EXERCISE DESCRIPTION ▸
Search the material for the string "model", then show every line where it turns up.
BEGIN MATERIAL FOR THIS EXERCISE
impl<'h> BarrierEngine<'h> {
    pub fn new(heap: &'h Heap) -> Self {
        BarrierEngine {
            heap,
            fields: FieldTable::new(heap.addressable_base(), heap.addressable_words()),
            oom: EvacOomScope::new(),
            marker_queue: MarkerQueue::new(),
        }
    }

    pub fn fields(&self) -> &FieldTable {
        &self.fields
    }

    pub fn oom_scope(&self) -> &EvacOomScope {
        &self.oom
    }

    pub fn marker_queue(&self) -> &MarkerQueue {
        &self.marker_queue
    }

    /// Load-reference barrier (§4.7). `slot`, when supplied, is the field the reference was
    /// loaded from — used for the opportunistic self-fixing install. `referent_size_words` is
    /// the size the mutator-thread evacuation path would need to copy `obj`; a real
    /// embedding gets this from its object model (§6's collaborator contract owns object
    /// layout, not this crate).
    pub fn load_reference(
        &self,
        thread: &mut ThreadLocalBarrierState,
        obj: ObjectReference,
        slot: Option<Address>,
        referent_size_words: usize,
        ctx: LoadContext,
    ) -> ObjectReference {
        if obj.is_null()
            || !self.heap.gc_state.has(gc_state::HAS_FORWARDED)
            || !*self.heap.options().load_ref_barrier
        {
            return obj;
        }

        if !self.heap.collection_set().is_in_address(obj.to_address()) {
            if self.heap.gc_state.has(gc_state::WEAK_ROOTS)
                && (ctx.decorator.is_weak() || ctx.decorator.is_phantom())
            {
                let region_idx = self.heap.region_index_of(obj.to_address());
                let marked = if ctx.decorator.is_phantom() {
                    self.heap.marking().is_marked(obj, region_idx)
                } else {
                    self.heap.marking().is_marked_strong(obj, region_idx)
                };
                if !marked {
                    // Prevents resurrection: a weak/phantom referent not yet known live
                    // while concurrent weak-root processing is underway must not hand the
                    // mutator a pointer to something about to be reclaimed.
                    return ObjectReference::NULL;
                }
            }
            self.keep_alive(thread, obj, ctx);
            return obj;
        }

        let fwd = self.heap.forwarding().get(obj);
        let result = if fwd == obj && self.heap.gc_state.has(gc_state::EVACUATION) {
            self.evacuate_object(thread, obj, referent_size_words)
        } else {
            fwd
        };

        if let Some(slot_addr) = slot {
            if result != obj && *self.heap.options().self_fixing {
                // Opportunistic; a failed CAS here is benign (another thread already fixed
                // the slot, or the field holds a different value entirely by now).
                let _ = self.fields.compare_and_swap(slot_addr, obj, result);
            }
        }
        self.keep_alive(thread, result, ctx);
        result
    }

    /// Keep-alive for weak decorators (§4.7 tail rule): a non-strong, non-peeking load
    /// while `MARKING` is active SATB-enqueues what it loaded, so the object cannot be
    /// reclaimed mid-iteration even though the load itself didn't go through a normal
    /// pre-write path.
    fn keep_alive(&self, thread: &mut ThreadLocalBarrierState, obj: ObjectReference, ctx: LoadContext) {
        if obj.is_null() || ctx.decorator == ReferenceDecorator::Strong || ctx.no_keep_alive {
            return;
        }
        if !self.heap.gc_state.has(gc_state::MARKING) {
            return;
        }
        self.enqueue_satb(thread, obj);
    }

    /// Mutator-thread evacuation (§4.7): allocate from the GCLAB (falling back to the
    /// shared collector partition), "copy" the payload (there is no real payload to move in
    /// this crate — the allocated address stands in for it, see `forwarding.rs`), then race
    /// to install the forwarding pointer. The losing thread's copy is dropped; its GCLAB
    /// bump is unrolled if it was still the lab's frontier, else the space is simply wasted.
    pub fn evacuate_object(
        &self,
        thread: &mut ThreadLocalBarrierState,
        obj: ObjectReference,
        size_words: usize,
    ) -> ObjectReference {
        if self.oom.is_active() {
            return self.heap.forwarding().try_install(obj, obj);
        }

        let copy_addr = thread
            .gclab
            .allocate(self.heap, size_words)
            .or_else(|| self.heap.allocate(AllocKind::CollectorShared, size_words, size_words).ok());

        match copy_addr {
            Some(addr) => {
                let copy = ObjectReference::from_address(addr);
                let winner = self.heap.forwarding().try_install(obj, copy);
                if winner != copy {
                    thread.gclab.unroll_last(addr, size_words);
                }
                winner
            }
            None => {
                // First failure in the scope flips the shared flag; every thread that
                // observes it active (including this one, from here on) proceeds by
                // forwarding the object to itself — the move is skipped, not retried.
                if self.oom.enter() {
                    log::warn!(
                        "evacuation allocation failure for {size_words} words; entering \
                         OOM-during-evacuation scope"
                    );
                }
                self.heap.forwarding().try_install(obj, obj)
            }
        }
    }

    /// SATB pre-write barrier (§4.7): active only while `MARKING` is set and SATB mode is
    /// enabled. Enqueues `old`, the value about to be overwritten, filtered to skip nulls
    /// and already-marked objects.
    pub fn pre_write_satb(&self, thread: &mut ThreadLocalBarrierState, old: ObjectReference) {
        if !self.heap.gc_state.has(gc_state::MARKING) || !*self.heap.options().satb_barrier {
            return;
        }
        self.enqueue_satb(thread, old);
    }

    /// IU pre-write barrier: alternative to SATB, enqueues `new` (the value being written)
    /// instead of the overwritten one. Used directly by stores in IU mode, and by the clone
    /// and array-copy barriers regardless of mode during marking.
    pub fn pre_write_iu(&self, thread: &mut ThreadLocalBarrierState, new: ObjectReference) {
        if !self.heap.gc_state.has(gc_state::MARKING) || !*self.heap.options().iu_barrier {
            return;
        }
        self.enqueue_iu(thread, new);
    }

    /// Simulated heap store: `field := new`. Dispatches to SATB or IU per configuration
    /// (reading the overwritten value out of [`FieldTable`] for SATB, since there is no real
    /// object memory to have loaded it from already), then performs the write.
    pub fn store_reference(&self, thread: &mut ThreadLocalBarrierState, field: Address, new: ObjectReference) {
        if self.heap.gc_state.has(gc_state::MARKING) {
            if *self.heap.options().satb_barrier {
                let old = self.fields.load(field);
                self.pre_write_satb(thread, old);
            } else if *self.heap.options().iu_barrier {
                self.pre_write_iu(thread, new);
            }
        }
        self.fields.store(field, new);
    }

    /// Clone barrier (§4.7): `refs` are the source object's reference fields, walked by the
    /// collaborator's object model. `source_below_watermark` is whether the clone source's
    /// address is below its region's `update_watermark` (release-stored on write,
    /// acquire-loaded here per §5's ordering guarantee). Returns the reference values the
    /// clone should actually be populated with.
    pub fn clone_barrier(
        &self,
        thread: &mut ThreadLocalBarrierState,
        refs: &[ObjectReference],
        source_below_watermark: bool,
        referent_size_words: usize,
    ) -> Vec<ObjectReference> {
        if self.heap.gc_state.is_pass_through() || !*self.heap.options().clone_barrier {
            return refs.to_vec();
        }
        if self.heap.gc_state.has(gc_state::MARKING) {
            if *self.heap.options().iu_barrier {
                for &r in refs {
                    self.enqueue_iu(thread, r);
                }
            }
            return refs.to_vec();
        }
        if self.heap.gc_state.has(gc_state::EVACUATION) {
            if !source_below_watermark {
                return refs.to_vec();
            }
            return refs
                .iter()
                .map(|&r| self.resolve_in_evacuation(thread, r, referent_size_words))
                .collect();
        }
        if self.heap.gc_state.has(gc_state::UPDATEREFS) {
            if !source_below_watermark {
                return refs.to_vec();
            }
            return refs.iter().map(|&r| self.heap.forwarding().get(r)).collect();
        }
        refs.to_vec()
    }

    /// Array-copy barrier (§4.7): copies `new_values` into `dest_slots` one for one. If
    /// `source_below_watermark` is false, the source slice is known to hold only
    /// post-snapshot values and the copy is a raw write with no barrier bookkeeping.
    /// Otherwise: marking mode enqueues the destination-side (incoming) value under IU, or
    /// the slot's prior occupant under SATB; evacuation mode evacuates incoming references
    /// on the fly; update-refs mode rewrites them to their forwardee.
    pub fn array_copy(
        &self,
        thread: &mut ThreadLocalBarrierState,
        dest_slots: &[Address],
        new_values: &[ObjectReference],
        source_below_watermark: bool,
        referent_size_words: usize,
    ) {
        debug_assert_eq!(dest_slots.len(), new_values.len());

        if self.heap.gc_state.is_pass_through() || !source_below_watermark {
            for (&slot, &val) in dest_slots.iter().zip(new_values) {
                self.fields.store(slot, val);
            }
            return;
        }

        for (&slot, &val) in dest_slots.iter().zip(new_values) {
            let final_value = if self.heap.gc_state.has(gc_state::EVACUATION) {
                self.resolve_in_evacuation(thread, val, referent_size_words)
            } else if self.heap.gc_state.has(gc_state::UPDATEREFS) {
                self.heap.forwarding().get(val)
            } else {
                val
            };
            if self.heap.gc_state.has(gc_state::MARKING) {
                if *self.heap.options().iu_barrier {
                    self.enqueue_iu(thread, final_value);
                } else if *self.heap.options().satb_barrier {
                    let old = self.fields.load(slot);
                    self.enqueue_satb(thread, old);
                }
            }
            self.fields.store(slot, final_value);
        }
    }

    /// Shared resolution step used by the clone and array-copy evacuation specializations:
    /// the same cset-check -> forward -> evacuate sequence as the LRB's slow path, without
    /// the self-fixing install (there is no single load site/slot for a bulk operation).
    fn resolve_in_evacuation(
        &self,
        thread: &mut ThreadLocalBarrierState,
        obj: ObjectReference,
        size_words: usize,
    ) -> ObjectReference {
        if obj.is_null() {
            return obj;
        }
        if !self.heap.collection_set().is_in_address(obj.to_address()) {
            return obj;
        }
        let fwd = self.heap.forwarding().get(obj);
        if fwd == obj {
            self.evacuate_object(thread, obj, size_words)
        } else {
            fwd
        }
    }

    /// Mark filter (skip nulls, skip already-marked) shared by SATB and IU enqueue paths;
    /// flushes and submits to the [`MarkerQueue`] when the thread's buffer fills.
    fn enqueue_filtered(&self, buf: &mut WriteBarrierBuffer, obj: ObjectReference) -> Option<Vec<ObjectReference>> {
        if obj.is_null() {
            return None;
        }
        let region_idx = self.heap.region_index_of(obj.to_address());
        if self.heap.marking().is_marked(obj, region_idx) {
            return None;
        }
        if buf.push(obj) {
            Some(buf.take())
        } else {
            None
        }
    }

    fn enqueue_satb(&self, thread: &mut ThreadLocalBarrierState, obj: ObjectReference) {
        if let Some(batch) = self.enqueue_filtered(&mut thread.satb, obj) {
            self.marker_queue.submit(batch);
        }
    }

    fn enqueue_iu(&self, thread: &mut ThreadLocalBarrierState, obj: ObjectReference) {
        if let Some(batch) = self.enqueue_filtered(&mut thread.iu, obj) {
            self.marker_queue.submit(batch);
        }
    }

    /// Flushes both of a thread's buffers unconditionally (end-of-phase drain point, not
    /// gated on reaching capacity).
    pub fn flush(&self, thread: &mut ThreadLocalBarrierState) {
        let satb = thread.satb.take();
        self.marker_queue.submit(satb);
        let iu = thread.iu.take();
        self.marker_queue.submit(iu);
    }
}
END MATERIAL FOR THIS EXERCISE
EXERCISE ANSWER ▸
    /// embedding gets this from its object model (§6's collaborator contract owns object
    /// collaborator's object model. `source_below_watermark` is whether the clone source's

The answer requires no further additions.